**Exercise instructions**: Extract all of the data and reproduce it precisely.

*** Dataset entries Section Begins ***

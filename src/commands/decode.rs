//! Decode command: recording → payload bytes

use std::path::Path;

use crate::adapters::{RawFile, WavFile};
use crate::domain::{Band, ModemConfig, ModemError, ModemResult, Sample};
use crate::dsp::Spectrum;
use crate::modem::{DecodeReport, ModemDecoder};
use crate::ports::{PayloadSink, WaveSource};

const PROBE_FFT_SIZE: usize = 8192;

/// Log the strongest tones in the opening stretch of a recording
fn probe_tones(samples: &[Sample], config: &ModemConfig) {
    if samples.is_empty() {
        return;
    }
    let spectrum = Spectrum::new(PROBE_FFT_SIZE);
    let fs = config.sample_rate as f64;
    let peaks = spectrum.peak_frequencies(samples, fs, 3);
    log::debug!("Strongest tones: {peaks:.1?} Hz");

    let carrier = config.band_frequency(Band::Carrier);
    if !peaks.iter().any(|f| (f - carrier).abs() <= config.band_width_hz) {
        log::warn!("No tone near the {carrier:.0} Hz carrier; is the recording a modem signal?");
    }
}

/// Read a recording, demodulate it and write the recovered bytes.
///
/// The configuration's timing is in carrier cycles, so a recording at a
/// different sample rate is decoded by retargeting the configuration.
pub fn decode_recording(
    source: &mut impl WaveSource,
    sink: &mut impl PayloadSink,
    config: &ModemConfig,
) -> ModemResult<DecodeReport> {
    let recording = source.read_wave()?;

    let mut config = config.clone();
    if recording.sample_rate != config.sample_rate {
        log::info!(
            "Recording is at {} Hz, configuration expects {} Hz; following the recording",
            recording.sample_rate,
            config.sample_rate
        );
        config.sample_rate = recording.sample_rate;
    }
    config.validate()?;

    probe_tones(&recording.samples, &config);
    let report = ModemDecoder::decode(&config, &recording.samples)?;

    if report.leftover_symbols != 0 {
        return Err(ModemError::Processing(format!(
            "{} symbols decoded, {} left over after packing bytes",
            report.symbols.len(),
            report.leftover_symbols
        )));
    }

    sink.write_payload(&report.bytes)?;
    Ok(report)
}

/// Decode the WAV file `input` into the raw file `output`
pub fn run_decode(input: &Path, output: &Path, config: &ModemConfig) -> ModemResult<DecodeReport> {
    decode_recording(&mut WavFile::new(input), &mut RawFile::new(output), config)
}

*** Dataset entries Section Ends ***

**Output of the exercise**:
filename src/commands/decode.rs
//! Decode command: recording → payload bytes

use std::path::Path;

use crate::adapters::{RawFile, WavFile};
use crate::domain::{Band, ModemConfig, ModemError, ModemResult, Sample};
use crate::dsp::Spectrum;
use crate::modem::{DecodeReport, ModemDecoder};
use crate::ports::{PayloadSink, WaveSource};

const PROBE_FFT_SIZE: usize = 8192;

/// Log the strongest tones in the opening stretch of a recording
fn probe_tones(samples: &[Sample], config: &ModemConfig) {
    if samples.is_empty() {
        return;
    }
    let spectrum = Spectrum::new(PROBE_FFT_SIZE);
    let fs = config.sample_rate as f64;
    let peaks = spectrum.peak_frequencies(samples, fs, 3);
    log::debug!("Strongest tones: {peaks:.1?} Hz");

    let carrier = config.band_frequency(Band::Carrier);
    if !peaks.iter().any(|f| (f - carrier).abs() <= config.band_width_hz) {
        log::warn!("No tone near the {carrier:.0} Hz carrier; is the recording a modem signal?");
    }
}

/// Read a recording, demodulate it and write the recovered bytes.
///
/// The configuration's timing is in carrier cycles, so a recording at a
/// different sample rate is decoded by retargeting the configuration.
pub fn decode_recording(
    source: &mut impl WaveSource,
    sink: &mut impl PayloadSink,
    config: &ModemConfig,
) -> ModemResult<DecodeReport> {
    let recording = source.read_wave()?;

    let mut config = config.clone();
    if recording.sample_rate != config.sample_rate {
        log::info!(
            "Recording is at {} Hz, configuration expects {} Hz; following the recording",
            recording.sample_rate,
            config.sample_rate
        );
        config.sample_rate = recording.sample_rate;
    }
    config.validate()?;

    probe_tones(&recording.samples, &config);
    let report = ModemDecoder::decode(&config, &recording.samples)?;

    if report.leftover_symbols != 0 {
        return Err(ModemError::Processing(format!(
            "{} symbols decoded, {} left over after packing bytes",
            report.symbols.len(),
            report.leftover_symbols
        )));
    }

    sink.write_payload(&report.bytes)?;
    Ok(report)
}

/// Decode the WAV file `input` into the raw file `output`
pub fn run_decode(input: &Path, output: &Path, config: &ModemConfig) -> ModemResult<DecodeReport> {
    decode_recording(&mut WavFile::new(input), &mut RawFile::new(output), config)
}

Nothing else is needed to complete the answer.